▶ [GOAL OF THE EXERCISE]
Return, from the material below, each line in which "RefreshArgs" occurs.

▶ [MATERIAL PROVIDED]

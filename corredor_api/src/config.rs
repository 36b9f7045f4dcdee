use std::net::SocketAddr;
use std::path::PathBuf;
use std::time::Duration;

use anyhow::{Context, anyhow};
use corredor_feeds::nominatim::NOMINATIM_SEARCH_URL;
use corredor_feeds::open_data_feed::{BARCELONA_CONGESTIONS_URL, BARCELONA_HIGHWAYS_URL};

const ENV_PREFIX: &str = "CORREDOR_";

#[derive(Debug, Clone)]
pub struct AppConfig {
    pub graph_path: PathBuf,
    pub bind_addr: SocketAddr,
    pub refresh_interval: Duration,
    pub feed_timeout: Duration,
    pub highways_url: String,
    pub congestions_url: String,
    pub geocoder_url: String,
    pub geocoder_context: Option<String>,
    pub log_level: tracing::Level,
}

impl AppConfig {
    pub fn from_env() -> anyhow::Result<Self> {
        Self::from_lookup(|key| std::env::var(key).ok())
    }

    pub fn from_lookup(lookup: impl Fn(&str) -> Option<String>) -> anyhow::Result<Self> {
        let get = |key: &str| lookup(&format!("{ENV_PREFIX}{key}"));

        let graph_path = get("GRAPH_PATH")
            .map(PathBuf::from)
            .ok_or_else(|| anyhow!("{ENV_PREFIX}GRAPH_PATH is required"))?;

        let bind_addr = get("BIND_ADDR")
            .unwrap_or_else(|| "127.0.0.1:8080".to_string())
            .parse()
            .context("invalid BIND_ADDR")?;

        let refresh_interval = parse_secs(get("REFRESH_INTERVAL_SECS"), 300)
            .context("invalid REFRESH_INTERVAL_SECS")?;
        let feed_timeout =
            parse_secs(get("FEED_TIMEOUT_SECS"), 30).context("invalid FEED_TIMEOUT_SECS")?;

        let log_level = get("LOG_LEVEL")
            .unwrap_or_else(|| "info".to_string())
            .parse()
            .map_err(|_| anyhow!("invalid LOG_LEVEL"))?;

        let geocoder_context = match get("GEOCODER_CONTEXT") {
            Some(context) if context.is_empty() => None,
            Some(context) => Some(context),
            None => Some("Barcelona".to_string()),
        };

        Ok(AppConfig {
            graph_path,
            bind_addr,
            refresh_interval,
            feed_timeout,
            highways_url: get("HIGHWAYS_URL").unwrap_or_else(|| BARCELONA_HIGHWAYS_URL.to_string()),
            congestions_url: get("CONGESTIONS_URL")
                .unwrap_or_else(|| BARCELONA_CONGESTIONS_URL.to_string()),
            geocoder_url: get("GEOCODER_URL").unwrap_or_else(|| NOMINATIM_SEARCH_URL.to_string()),
            geocoder_context,
            log_level,
        })
    }
}

fn parse_secs(value: Option<String>, default: u64) -> anyhow::Result<Duration> {
    let secs = match value {
        Some(value) => value.parse::<u64>()?,
        None => default,
    };

    if secs == 0 {
        return Err(anyhow!("duration must be positive"));
    }

    Ok(Duration::from_secs(secs))
}
pub mod closest;
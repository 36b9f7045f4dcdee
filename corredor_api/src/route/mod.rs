pub mod route_handler;
use thiserror::Error;

#[derive(Error, Debug)]
pub enum RoutingError {
    #[error("Could not resolve location \"{0}\"")]
    Resolution(String),
    #[error("No path available")]
    Unreachable,
    #[error("Street graph has no nodes")]
    EmptyGraph,
    #[error("Invalid node {0}")]
    InvalidNode(usize),
    #[error("Coordinates out of range: {lat}, {lng}")]
    InvalidCoordinates { lat: f64, lng: f64 },
    #[error("Geocoder failed: {0}")]
    Geocode(#[from] GeocodeError),
    #[error("Path search failed: {0}")]
    Search(String),
}

#[derive(Error, Debug)]
pub enum GraphStoreError {
    #[error("Failed to read graph file: {0}")]
    Io(#[from] std::io::Error),
    #[error("Failed to deserialize graph: {0}")]
    Deserialize(#[from] serde_json::Error),
    #[error("Edge {edge} references unknown node {node}")]
    InvalidEdge { edge: usize, node: i64 },
    #[error("Edge {0} has a negative length")]
    NegativeLength(usize),
    #[error("Duplicate node id {0}")]
    DuplicateNode(i64),
    #[error("Node {0} has coordinates out of range")]
    InvalidCoordinates(i64),
}

#[derive(Error, Debug)]
pub enum FeedError {
    #[error("HTTP request failed: {0}")]
    Request(String),
    #[error("Feed timed out after {0:?}")]
    Timeout(std::time::Duration),
    #[error("Feed returned status {0}")]
    Status(u16),
    #[error("Malformed record at line {line}: {reason}")]
    Malformed { line: usize, reason: String },
    #[error("Invalid congestion level {level} for segment {segment_id}")]
    InvalidCongestionLevel { segment_id: i64, level: i64 },
    #[error("Refresh task failed: {0}")]
    Task(String),
}

#[derive(Error, Debug)]
pub enum GeocodeError {
    #[error("Geocoding request failed: {0}")]
    Request(String),
    #[error("Geocoder timed out")]
    Timeout,
}
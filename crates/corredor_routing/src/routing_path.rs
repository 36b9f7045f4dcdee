use serde::Serialize;

use crate::distance::{Distance, Meters};
use crate::geopoint::GeoPoint;

#[derive(Debug, Clone, Serialize)]
pub struct RoutingPath {
    nodes: Vec<usize>,
    points: Vec<GeoPoint>,
    distance: Distance<Meters>,
    itime: f64,
    snapshot_version: u64,
}

impl RoutingPath {
    pub fn new(
        nodes: Vec<usize>,
        points: Vec<GeoPoint>,
        distance: Distance<Meters>,
        itime: f64,
        snapshot_version: u64,
    ) -> RoutingPath {
        RoutingPath {
            nodes,
            points,
            distance,
            itime,
            snapshot_version,
        }
    }

    pub fn nodes(&self) -> &[usize] {
        &self.nodes
    }

    pub fn points(&self) -> &[GeoPoint] {
        &self.points
    }

    pub fn distance(&self) -> Distance<Meters> {
        self.distance
    }

    /// Modeled travel time in hours.
    pub fn itime(&self) -> f64 {
        self.itime
    }

    pub fn snapshot_version(&self) -> u64 {
        self.snapshot_version
    }
}
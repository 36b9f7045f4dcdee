use fxhash::FxHashMap;

use crate::distance::{Distance, Meters};
use crate::error::GraphStoreError;
use crate::geopoint::GeoPoint;
use crate::speed::DeclaredSpeed;

#[derive(Debug, Clone)]
pub struct StreetNode {
    /// Identifier assigned by the graph provider (an OSM node id).
    pub id: i64,
    pub point: GeoPoint,
}

#[derive(Debug, Clone)]
pub struct StreetEdge {
    start_node: usize,
    end_node: usize,
    distance: Distance<Meters>,
    speed: DeclaredSpeed,
}

impl StreetEdge {
    pub fn new(
        start_node: usize,
        end_node: usize,
        distance: Distance<Meters>,
        speed: DeclaredSpeed,
    ) -> Self {
        StreetEdge {
            start_node,
            end_node,
            distance,
            speed,
        }
    }

    pub fn start_node(&self) -> usize {
        self.start_node
    }

    pub fn end_node(&self) -> usize {
        self.end_node
    }

    pub fn distance(&self) -> Distance<Meters> {
        self.distance
    }

    pub fn speed(&self) -> &DeclaredSpeed {
        &self.speed
    }
}

/// Directed street network. Topology and edge attributes never change once
/// built; per-refresh costs live in [`crate::snapshot::EdgeCosts`].
#[derive(Debug)]
pub struct StreetGraph {
    nodes: Vec<StreetNode>,
    edges: Vec<StreetEdge>,
    adjacency_list: Vec<Vec<usize>>,
    node_ids: FxHashMap<i64, usize>,
}

impl StreetGraph {
    pub fn new(nodes: Vec<StreetNode>) -> Result<Self, GraphStoreError> {
        let mut node_ids = FxHashMap::default();
        node_ids.reserve(nodes.len());

        for (index, node) in nodes.iter().enumerate() {
            if !node.point.is_valid() {
                return Err(GraphStoreError::InvalidCoordinates(node.id));
            }
            if node_ids.insert(node.id, index).is_some() {
                return Err(GraphStoreError::DuplicateNode(node.id));
            }
        }

        Ok(StreetGraph {
            adjacency_list: vec![vec![]; nodes.len()],
            nodes,
            edges: vec![],
            node_ids,
        })
    }

    /// Adds a directed edge between two provider node ids.
    pub fn add_edge(
        &mut self,
        from: i64,
        to: i64,
        distance: Distance<Meters>,
        speed: DeclaredSpeed,
    ) -> Result<usize, GraphStoreError> {
        let edge_id = self.edges.len();

        let start_node = self.node_index(from).ok_or(GraphStoreError::InvalidEdge {
            edge: edge_id,
            node: from,
        })?;
        let end_node = self.node_index(to).ok_or(GraphStoreError::InvalidEdge {
            edge: edge_id,
            node: to,
        })?;

        if distance.is_negative() {
            return Err(GraphStoreError::NegativeLength(edge_id));
        }

        self.edges
            .push(StreetEdge::new(start_node, end_node, distance, speed));
        self.adjacency_list[start_node].push(edge_id);

        Ok(edge_id)
    }

    pub fn node_index(&self, id: i64) -> Option<usize> {
        self.node_ids.get(&id).copied()
    }

    pub fn node(&self, node: usize) -> &StreetNode {
        &self.nodes[node]
    }

    pub fn nodes(&self) -> &[StreetNode] {
        &self.nodes
    }

    pub fn node_geometry(&self, node: usize) -> &GeoPoint {
        &self.nodes[node].point
    }

    pub fn edge(&self, edge: usize) -> &StreetEdge {
        &self.edges[edge]
    }

    pub fn edges(&self) -> &[StreetEdge] {
        &self.edges
    }

    /// Outgoing edges of `node`.
    pub fn node_edges(&self, node: usize) -> &[usize] {
        &self.adjacency_list[node]
    }

    pub fn node_count(&self) -> usize {
        self.nodes.len()
    }

    pub fn edge_count(&self) -> usize {
        self.edges.len()
    }
}

#[cfg(test)]
mod tests {
    use super::*;
    use crate::meters;

    fn nodes() -> Vec<StreetNode> {
        vec![
            StreetNode {
                id: 10,
                point: GeoPoint::new(41.0, 2.0),
            },
            StreetNode {
                id: 20,
                point: GeoPoint::new(41.001, 2.0),
            },
        ]
    }

    #[test]
    fn test_add_edge_is_directed() {
        let mut graph = StreetGraph::new(nodes()).unwrap();
        let edge = graph
            .add_edge(10, 20, meters!(111), DeclaredSpeed::Missing)
            .unwrap();

        assert_eq!(graph.node_edges(0), &[edge]);
        assert!(graph.node_edges(1).is_empty());
        assert_eq!(graph.edge(edge).end_node(), 1);
    }

    #[test]
    fn test_add_edge_with_unknown_node() {
        let mut graph = StreetGraph::new(nodes()).unwrap();
        let result = graph.add_edge(10, 30, meters!(1), DeclaredSpeed::Missing);

        assert!(matches!(
            result,
            Err(GraphStoreError::InvalidEdge { node: 30, .. })
        ));
    }

    #[test]
    fn test_duplicate_node() {
        let mut nodes = nodes();
        nodes[1].id = 10;
        assert!(matches!(
            StreetGraph::new(nodes),
            Err(GraphStoreError::DuplicateNode(10))
        ));
    }

    #[test]
    fn test_out_of_range_node() {
        let mut nodes = nodes();
        nodes[1].point = GeoPoint::new(95.0, 2.0);
        assert!(matches!(
            StreetGraph::new(nodes),
            Err(GraphStoreError::InvalidCoordinates(20))
        ));
    }

    #[test]
    fn test_negative_length() {
        let mut graph = StreetGraph::new(nodes()).unwrap();
        let result = graph.add_edge(10, 20, meters!(-1), DeclaredSpeed::Missing);
        assert!(matches!(result, Err(GraphStoreError::NegativeLength(0))));
    }
}
use clap::{Parser, Subcommand};
use mimalloc::MiMalloc;

use crate::refresh::RefreshArgs;
use crate::route::RouteArgs;

mod graph;
mod parsers;
mod refresh;
mod route;

#[global_allocator]
static GLOBAL: MiMalloc = MiMalloc;

#[derive(Parser)]
#[clap(author, version, about, long_about = None)]
struct Cli {
    #[command(subcommand)]
    command: Commands,

    #[arg(short, long, global = true)]
    debug: bool,
}

#[derive(Subcommand)]
enum Commands {
    /// Compute a single route on the loaded graph
    #[command(visible_alias = "r")]
    Route {
        #[command(flatten)]
        args: RouteArgs,
    },
    /// Run one refresh cycle and print congestion statistics
    Refresh {
        #[command(flatten)]
        args: RefreshArgs,
    },
}

#[tokio::main]
async fn main() -> Result<(), anyhow::Error> {
    dotenvy::from_filename("./.env.local").ok();

    let cli = Cli::parse();
    tracing_subscriber::fmt()
        .with_max_level(if cli.debug {
            tracing::Level::DEBUG
        } else {
            tracing::Level::INFO
        })
        .init();

    match cli.command {
        Commands::Route { args } => route::run(args).await?,
        Commands::Refresh { args } => refresh::run(args).await?,
    }

    Ok(())
}
use std::path::Path;
use std::sync::Arc;

use anyhow::Context;
use corredor_routing::graph_store::{GraphStore, JsonGraphStore};
use corredor_routing::location_index::LocationIndex;
use corredor_routing::snapshot::{GraphSnapshot, SnapshotManager};

pub fn load_manager(path: &Path) -> anyhow::Result<Arc<SnapshotManager>> {
    let graph = JsonGraphStore::new(path)
        .load()
        .with_context(|| format!("failed to load graph {}", path.display()))?;

    let graph = Arc::new(graph);
    let index = Arc::new(LocationIndex::build_from_graph(&graph));

    Ok(Arc::new(SnapshotManager::new(GraphSnapshot::initial(
        graph, index,
    ))))
}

▶ [ANSWER FOR THIS EXERCISE]
use crate::refresh::RefreshArgs;
        args: RefreshArgs,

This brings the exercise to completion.